→ **Task instructions**
From the first line through the line containing "use tracing::debug;", transcribe the records exactly and include no other lines.

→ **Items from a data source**
---
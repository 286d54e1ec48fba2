//! Terminal score sheet.
//!
//! Each invocation applies one action to the game saved in the data
//! directory and prints the result.

mod render;

use std::path::PathBuf;

use clap::{Parser, Subcommand};
use scorecard_core::{
    coerce_score, ActiveGame, FileStore, GameStateManager, ManagerConfig, RankStrategy,
    SystemClock, MAX_PLAYERS, MIN_PLAYERS,
};
use serde::Serialize;
use tracing::debug;
use tracing_subscriber::EnvFilter;

#[derive(Parser)]
#[command(name = "scorecard")]
#[command(about = "Keep score for a five-round card game, last round counts double")]
struct Args {
    /// Directory holding the saved game and history
    #[arg(long, env = "SCORECARD_DATA_DIR", default_value = ".scorecard")]
    data_dir: PathBuf,

    /// Match players back by name and total when ranking, like older
    /// score sheets did
    #[arg(long)]
    legacy_ranking: bool,

    /// Enable verbose logging
    #[arg(short, long)]
    verbose: bool,

    #[command(subcommand)]
    command: Command,
}

#[derive(Subcommand)]
enum Command {
    /// Start a new game with the given number of players
    New {
        #[arg(value_parser = player_count())]
        count: u8,
    },
    /// Set a player's name (players are numbered from 1)
    Name {
        #[arg(value_parser = player_number())]
        player: u8,
        name: String,
    },
    /// Record a score; anything that is not a number counts as 0
    Score {
        #[arg(value_parser = player_number())]
        player: u8,
        round: usize,
        #[arg(allow_hyphen_values = true)]
        value: String,
    },
    /// Move the current round marker
    Round { round: usize },
    /// Print the score sheet
    Show {
        #[arg(long)]
        json: bool,
    },
    /// Archive the current game and start over
    Reset,
    /// Print past games
    History {
        #[arg(long)]
        json: bool,
    },
    /// Delete all past games
    ClearHistory,
}

#[derive(Serialize)]
#[serde(rename_all = "camelCase")]
struct SheetView<'a> {
    selection_in_progress: bool,
    game: &'a ActiveGame,
}

type Manager = GameStateManager<FileStore, SystemClock>;

fn init_logging(verbose: bool) {
    let filter = EnvFilter::try_from_default_env()
        .unwrap_or_else(|_| EnvFilter::new(if verbose { "info" } else { "warn" }));
    tracing_subscriber::fmt()
        .with_env_filter(filter)
        .with_writer(std::io::stderr)
        .init();
}

fn player_count() -> clap::builder::RangedI64ValueParser<u8> {
    clap::value_parser!(u8).range(MIN_PLAYERS as i64..=MAX_PLAYERS as i64)
}

/// Players are numbered from 1 on the command line.
fn player_number() -> clap::builder::RangedI64ValueParser<u8> {
    clap::value_parser!(u8).range(1..=MAX_PLAYERS as i64)
}

fn player_index(player: u8) -> usize {
    usize::from(player) - 1
}

fn print_sheet(manager: &Manager) {
    if manager.selection_in_progress() {
        println!(
            "No game in progress. Start one with `scorecard new <{}-{}>`.",
            MIN_PLAYERS, MAX_PLAYERS
        );
    } else {
        println!(
            "{}",
            render::score_table(manager.active_game(), &manager.standings())
        );
    }
}

fn run(args: Args) -> Result<(), Box<dyn std::error::Error>> {
    let store = FileStore::open(&args.data_dir)?;
    let config = ManagerConfig {
        rank_strategy: if args.legacy_ranking {
            RankStrategy::NameAndTotal
        } else {
            RankStrategy::Position
        },
    };
    let mut manager = GameStateManager::load_with(store, SystemClock, config)?;
    debug!(data_dir = %args.data_dir.display(), "loaded score sheet");

    match args.command {
        Command::New { count } => {
            manager.select_player_count(count as usize)?;
            print_sheet(&manager);
        }
        Command::Name { player, name } => {
            manager.update_player_name(player_index(player), name)?;
            print_sheet(&manager);
        }
        Command::Score {
            player,
            round,
            value,
        } => {
            manager.update_score(player_index(player), round, coerce_score(&value))?;
            print_sheet(&manager);
        }
        Command::Round { round } => {
            manager.set_current_round(round)?;
            print_sheet(&manager);
        }
        Command::Show { json } => {
            if json {
                let view = SheetView {
                    selection_in_progress: manager.selection_in_progress(),
                    game: manager.active_game(),
                };
                println!("{}", serde_json::to_string_pretty(&view)?);
            } else {
                print_sheet(&manager);
            }
        }
        Command::Reset => match manager.reset_game()? {
            Some(record) => println!("Archived game from {}.", record.date),
            None => println!("Nothing to archive."),
        },
        Command::History { json } => {
            if json {
                println!("{}", serde_json::to_string_pretty(manager.history())?);
            } else {
                println!("{}", render::history_list(manager.history()));
            }
        }
        Command::ClearHistory => {
            manager.clear_history()?;
            println!("History cleared.");
        }
    }
    Ok(())
}

fn main() {
    let args = Args::parse();
    init_logging(args.verbose);

    if let Err(err) = run(args) {
        eprintln!("error: {err}");
        std::process::exit(1);
    }
}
---
→ **Response for this exercise**
repository 286d54e1ec48fba2
//! Terminal score sheet.
//!
//! Each invocation applies one action to the game saved in the data
//! directory and prints the result.

mod render;

use std::path::PathBuf;

use clap::{Parser, Subcommand};
use scorecard_core::{
    coerce_score, ActiveGame, FileStore, GameStateManager, ManagerConfig, RankStrategy,
    SystemClock, MAX_PLAYERS, MIN_PLAYERS,
};
use serde::Serialize;
use tracing::debug;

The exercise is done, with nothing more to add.